╭─ THE DATA
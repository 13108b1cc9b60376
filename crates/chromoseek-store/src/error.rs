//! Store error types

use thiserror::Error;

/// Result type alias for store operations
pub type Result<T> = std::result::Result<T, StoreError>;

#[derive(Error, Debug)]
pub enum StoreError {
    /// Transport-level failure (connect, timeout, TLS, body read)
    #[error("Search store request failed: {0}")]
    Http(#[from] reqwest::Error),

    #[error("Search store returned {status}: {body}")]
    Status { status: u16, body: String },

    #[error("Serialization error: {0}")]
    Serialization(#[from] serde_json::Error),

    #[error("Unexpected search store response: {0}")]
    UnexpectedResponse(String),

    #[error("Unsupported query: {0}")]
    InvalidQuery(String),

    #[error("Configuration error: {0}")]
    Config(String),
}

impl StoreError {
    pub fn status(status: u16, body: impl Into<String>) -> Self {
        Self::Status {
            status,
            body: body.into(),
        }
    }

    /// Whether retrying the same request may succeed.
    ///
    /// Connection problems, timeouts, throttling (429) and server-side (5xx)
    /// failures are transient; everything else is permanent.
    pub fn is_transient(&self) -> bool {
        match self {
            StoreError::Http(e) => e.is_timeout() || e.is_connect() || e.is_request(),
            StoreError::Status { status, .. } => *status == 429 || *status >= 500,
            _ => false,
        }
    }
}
╰─
╭─ THE DATA
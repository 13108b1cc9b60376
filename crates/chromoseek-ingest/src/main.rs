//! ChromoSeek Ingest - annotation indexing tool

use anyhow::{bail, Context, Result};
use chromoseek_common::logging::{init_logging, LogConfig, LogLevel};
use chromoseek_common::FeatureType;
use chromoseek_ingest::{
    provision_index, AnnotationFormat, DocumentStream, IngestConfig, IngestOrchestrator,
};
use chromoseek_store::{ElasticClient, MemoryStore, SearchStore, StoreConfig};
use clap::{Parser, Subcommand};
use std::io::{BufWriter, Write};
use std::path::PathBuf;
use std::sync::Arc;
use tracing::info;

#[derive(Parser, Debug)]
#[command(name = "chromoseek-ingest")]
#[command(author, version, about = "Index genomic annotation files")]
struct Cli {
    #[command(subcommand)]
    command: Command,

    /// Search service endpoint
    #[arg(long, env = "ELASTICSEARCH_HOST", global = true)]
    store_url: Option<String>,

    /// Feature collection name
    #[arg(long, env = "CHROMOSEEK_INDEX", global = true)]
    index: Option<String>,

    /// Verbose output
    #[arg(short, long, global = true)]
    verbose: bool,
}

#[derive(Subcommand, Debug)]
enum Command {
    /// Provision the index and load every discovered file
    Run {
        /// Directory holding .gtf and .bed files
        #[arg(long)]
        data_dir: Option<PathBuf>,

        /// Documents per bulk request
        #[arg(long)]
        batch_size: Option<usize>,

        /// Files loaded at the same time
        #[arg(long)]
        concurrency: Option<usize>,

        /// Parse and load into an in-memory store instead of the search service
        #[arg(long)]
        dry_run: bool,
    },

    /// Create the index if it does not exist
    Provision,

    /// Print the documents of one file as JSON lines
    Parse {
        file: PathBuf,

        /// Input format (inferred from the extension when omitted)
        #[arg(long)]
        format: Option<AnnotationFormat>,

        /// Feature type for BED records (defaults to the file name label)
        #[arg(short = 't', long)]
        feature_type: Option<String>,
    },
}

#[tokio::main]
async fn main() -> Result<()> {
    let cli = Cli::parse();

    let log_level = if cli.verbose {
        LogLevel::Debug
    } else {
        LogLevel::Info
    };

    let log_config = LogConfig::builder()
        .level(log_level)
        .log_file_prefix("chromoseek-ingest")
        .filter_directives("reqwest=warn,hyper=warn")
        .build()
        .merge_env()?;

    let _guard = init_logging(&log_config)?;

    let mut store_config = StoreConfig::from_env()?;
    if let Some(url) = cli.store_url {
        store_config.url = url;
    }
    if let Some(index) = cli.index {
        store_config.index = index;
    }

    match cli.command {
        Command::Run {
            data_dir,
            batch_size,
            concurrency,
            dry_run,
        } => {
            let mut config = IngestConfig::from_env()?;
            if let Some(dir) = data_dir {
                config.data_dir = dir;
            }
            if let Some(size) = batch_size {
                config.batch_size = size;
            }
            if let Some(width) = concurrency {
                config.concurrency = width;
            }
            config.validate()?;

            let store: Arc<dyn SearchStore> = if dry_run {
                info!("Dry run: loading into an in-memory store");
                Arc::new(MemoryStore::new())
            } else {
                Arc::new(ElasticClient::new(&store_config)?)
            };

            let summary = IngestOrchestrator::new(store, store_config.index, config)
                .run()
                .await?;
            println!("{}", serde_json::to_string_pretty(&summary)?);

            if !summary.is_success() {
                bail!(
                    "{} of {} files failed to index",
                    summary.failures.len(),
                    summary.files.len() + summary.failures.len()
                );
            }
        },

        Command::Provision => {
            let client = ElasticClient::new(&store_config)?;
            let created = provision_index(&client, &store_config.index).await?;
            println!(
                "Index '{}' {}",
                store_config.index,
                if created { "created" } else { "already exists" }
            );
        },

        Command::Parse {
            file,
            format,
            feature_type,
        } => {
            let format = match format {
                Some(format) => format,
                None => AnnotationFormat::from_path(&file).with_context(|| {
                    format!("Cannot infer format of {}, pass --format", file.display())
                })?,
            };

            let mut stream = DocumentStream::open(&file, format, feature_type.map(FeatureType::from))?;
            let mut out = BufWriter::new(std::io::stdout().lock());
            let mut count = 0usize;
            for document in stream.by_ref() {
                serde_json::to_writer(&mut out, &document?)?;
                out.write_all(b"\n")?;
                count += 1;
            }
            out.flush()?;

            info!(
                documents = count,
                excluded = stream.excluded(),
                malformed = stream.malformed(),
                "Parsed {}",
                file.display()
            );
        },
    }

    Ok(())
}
╰─
╭─ THE DATA
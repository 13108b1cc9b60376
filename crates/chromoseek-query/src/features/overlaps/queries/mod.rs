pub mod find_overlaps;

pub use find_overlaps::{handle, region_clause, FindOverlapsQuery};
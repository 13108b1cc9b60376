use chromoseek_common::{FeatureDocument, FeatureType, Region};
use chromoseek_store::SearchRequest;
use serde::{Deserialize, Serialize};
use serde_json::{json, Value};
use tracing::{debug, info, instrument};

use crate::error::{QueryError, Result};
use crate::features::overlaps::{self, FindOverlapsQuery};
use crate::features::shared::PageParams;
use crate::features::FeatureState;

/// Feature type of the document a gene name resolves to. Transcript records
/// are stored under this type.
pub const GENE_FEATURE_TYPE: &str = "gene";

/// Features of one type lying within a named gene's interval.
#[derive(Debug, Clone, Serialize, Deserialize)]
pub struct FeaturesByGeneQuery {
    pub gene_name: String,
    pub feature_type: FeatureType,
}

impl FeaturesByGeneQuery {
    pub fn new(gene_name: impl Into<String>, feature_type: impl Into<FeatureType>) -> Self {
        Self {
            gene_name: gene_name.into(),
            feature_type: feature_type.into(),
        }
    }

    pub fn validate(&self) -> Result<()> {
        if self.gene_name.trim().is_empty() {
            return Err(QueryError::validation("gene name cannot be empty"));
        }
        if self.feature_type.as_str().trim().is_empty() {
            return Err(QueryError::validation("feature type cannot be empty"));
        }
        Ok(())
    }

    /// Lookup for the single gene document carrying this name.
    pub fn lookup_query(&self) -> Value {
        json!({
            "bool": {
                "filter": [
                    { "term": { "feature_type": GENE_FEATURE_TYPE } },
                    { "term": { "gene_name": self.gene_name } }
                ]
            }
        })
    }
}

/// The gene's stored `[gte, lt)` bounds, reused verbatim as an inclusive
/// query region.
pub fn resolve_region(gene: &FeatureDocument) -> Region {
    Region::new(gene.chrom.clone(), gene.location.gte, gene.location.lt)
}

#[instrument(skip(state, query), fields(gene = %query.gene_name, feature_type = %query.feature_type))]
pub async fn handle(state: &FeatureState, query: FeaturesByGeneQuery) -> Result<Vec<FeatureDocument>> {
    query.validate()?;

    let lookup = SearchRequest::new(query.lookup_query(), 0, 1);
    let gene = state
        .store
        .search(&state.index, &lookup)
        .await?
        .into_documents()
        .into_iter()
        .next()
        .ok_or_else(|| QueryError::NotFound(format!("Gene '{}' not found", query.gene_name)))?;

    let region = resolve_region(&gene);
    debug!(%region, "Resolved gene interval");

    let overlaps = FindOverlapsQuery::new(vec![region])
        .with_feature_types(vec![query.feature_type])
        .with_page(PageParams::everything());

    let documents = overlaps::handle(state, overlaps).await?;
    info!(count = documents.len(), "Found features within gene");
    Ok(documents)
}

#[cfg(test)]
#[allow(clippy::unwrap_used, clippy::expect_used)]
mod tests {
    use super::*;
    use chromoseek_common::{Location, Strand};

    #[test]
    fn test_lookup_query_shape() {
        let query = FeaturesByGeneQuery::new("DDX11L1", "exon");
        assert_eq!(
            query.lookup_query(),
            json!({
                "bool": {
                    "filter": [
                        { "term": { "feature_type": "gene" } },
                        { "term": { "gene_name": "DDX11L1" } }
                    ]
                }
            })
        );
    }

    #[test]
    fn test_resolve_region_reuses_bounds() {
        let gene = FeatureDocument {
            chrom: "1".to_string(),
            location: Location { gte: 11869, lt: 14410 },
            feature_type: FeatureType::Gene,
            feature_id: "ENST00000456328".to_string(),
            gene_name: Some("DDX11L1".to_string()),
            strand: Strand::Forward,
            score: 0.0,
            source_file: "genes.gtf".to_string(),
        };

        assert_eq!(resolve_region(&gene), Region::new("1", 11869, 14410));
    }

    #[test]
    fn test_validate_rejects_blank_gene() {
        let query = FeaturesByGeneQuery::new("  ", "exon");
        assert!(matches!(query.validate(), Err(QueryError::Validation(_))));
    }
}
╰─
__ABOUT THIS EXERCISE__
In the records, how many lines hold the word "Value"? Answer with the number and no other words.

__COMPLETED EXERCISE__
2